(Stored data entries)
<<<<

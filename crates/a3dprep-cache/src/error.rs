//! Error types for the fetch cache.

use thiserror::Error;

/// Errors that can occur when reading or populating the cache.
#[derive(Debug, Error)]
pub enum CacheError {
    /// I/O error accessing the cache directory.
    #[error("I/O error: {0}")]
    Io(#[from] std::io::Error),

    /// The cache key contains characters or segments that cannot map to a path.
    #[error("invalid cache key {0:?}")]
    InvalidKey(String),

    /// The fetch closure for a key failed.
    #[error("fetch for cache key {key:?} failed: {reason}")]
    FetchFailed {
        /// Key whose fetch failed.
        key: String,
        /// Failure description from the fetcher.
        reason: String,
    },

    /// Cache metadata sidecar could not be parsed.
    #[error("cache metadata is corrupt: {0}")]
    CorruptMetadata(#[from] serde_json::Error),

    /// A lock was poisoned (a thread panicked while holding it).
    #[error("cache lock was poisoned")]
    LockPoisoned,
}
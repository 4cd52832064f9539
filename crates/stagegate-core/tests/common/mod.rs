//! Shared catalog builders for the integration tests.

#![allow(dead_code)]

use stagegate_core::{
    CatalogInfo, Content, ProgressionController, Question, QuestionId, Stage, StageCatalog,
    StageId,
};

/// Build a catalog where stage `n` (1-based) has `sizes[n - 1]` questions.
///
/// Question ids are global and sequential. Every question offers
/// `right`, `wrong` and `other`; `right` is correct.
pub fn catalog_with_sizes(sizes: &[usize]) -> StageCatalog {
    let mut next_id = 1u32;
    let stages = sizes
        .iter()
        .enumerate()
        .map(|(index, &size)| {
            let questions = (0..size)
                .map(|_| {
                    let id = next_id;
                    next_id += 1;
                    Question::new(
                        QuestionId(id),
                        format!("Question {id}"),
                        vec!["wrong".into(), "right".into(), "other".into()],
                        "right",
                    )
                })
                .collect();
            Stage::new(
                StageId(index as u32 + 1),
                format!("Stage {}", index + 1),
                Content::new(format!("Notes for stage {}", index + 1)),
                questions,
            )
        })
        .collect();

    StageCatalog::new(
        CatalogInfo::new("Test Lab", "Answer everything.", "Well done."),
        stages,
    )
    .expect("valid catalog")
}

/// The four-stage shape of the built-in catalog: 3, 2, 3 and 2 questions.
pub fn four_stage_catalog() -> StageCatalog {
    catalog_with_sizes(&[3, 2, 3, 2])
}

/// Question ids of the current stage.
pub fn current_question_ids(controller: &ProgressionController<'_>) -> Vec<QuestionId> {
    controller
        .current_stage()
        .map(|stage| stage.questions.iter().map(|q| q.id).collect())
        .unwrap_or_default()
}

/// Answer every question of the current stage correctly.
pub fn answer_all_correctly(controller: &mut ProgressionController<'_>) {
    for id in current_question_ids(controller) {
        controller.select_answer(id, "right").expect("select");
    }
}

>>>>

Your task is to retype the records precisely as they stand.

filename crates/a3dprep-cache/src/error.rs
//! Error types for the fetch cache.

use thiserror::Error;

/// Errors that can occur when reading or populating the cache.
#[derive(Debug, Error)]
pub enum CacheError {
    /// I/O error accessing the cache directory.
    #[error("I/O error: {0}")]
    Io(#[from] std::io::Error),

    /// The cache key contains characters or segments that cannot map to a path.
    #[error("invalid cache key {0:?}")]
    InvalidKey(String),

    /// The fetch closure for a key failed.
    #[error("fetch for cache key {key:?} failed: {reason}")]
    FetchFailed {
        /// Key whose fetch failed.
        key: String,
        /// Failure description from the fetcher.
        reason: String,
    },

    /// Cache metadata sidecar could not be parsed.
    #[error("cache metadata is corrupt: {0}")]
    CorruptMetadata(#[from] serde_json::Error),

    /// A lock was poisoned (a thread panicked while holding it).
    #[error("cache lock was poisoned")]
    LockPoisoned,
}
repository 4cd52832064f9539
filename crates/stagegate-core/tests/common/mod.rs
//! Shared catalog builders for the integration tests.

#![allow(dead_code)]

use stagegate_core::{
    CatalogInfo, Content, ProgressionController, Question, QuestionId, Stage, StageCatalog,
    StageId,
};

/// Build a catalog where stage `n` (1-based) has `sizes[n - 1]` questions.
///
/// Question ids are global and sequential. Every question offers
/// `right`, `wrong` and `other`; `right` is correct.
pub fn catalog_with_sizes(sizes: &[usize]) -> StageCatalog {
    let mut next_id = 1u32;
    let stages = sizes
        .iter()
        .enumerate()
        .map(|(index, &size)| {
            let questions = (0..size)
                .map(|_| {
                    let id = next_id;
                    next_id += 1;
                    Question::new(
                        QuestionId(id),
                        format!("Question {id}"),
                        vec!["wrong".into(), "right".into(), "other".into()],
                        "right",
                    )
                })
                .collect();
            Stage::new(
                StageId(index as u32 + 1),
                format!("Stage {}", index + 1),
                Content::new(format!("Notes for stage {}", index + 1)),
                questions,
            )
        })
        .collect();

    StageCatalog::new(
        CatalogInfo::new("Test Lab", "Answer everything.", "Well done."),
        stages,
    )
    .expect("valid catalog")
}

/// The four-stage shape of the built-in catalog: 3, 2, 3 and 2 questions.
pub fn four_stage_catalog() -> StageCatalog {
    catalog_with_sizes(&[3, 2, 3, 2])
}

/// Question ids of the current stage.
pub fn current_question_ids(controller: &ProgressionController<'_>) -> Vec<QuestionId> {
    controller
        .current_stage()
        .map(|stage| stage.questions.iter().map(|q| q.id).collect())
        .unwrap_or_default()
}

/// Answer every question of the current stage correctly.
pub fn answer_all_correctly(controller: &mut ProgressionController<'_>) {
    for id in current_question_ids(controller) {
        controller.select_answer(id, "right").expect("select");
    }
}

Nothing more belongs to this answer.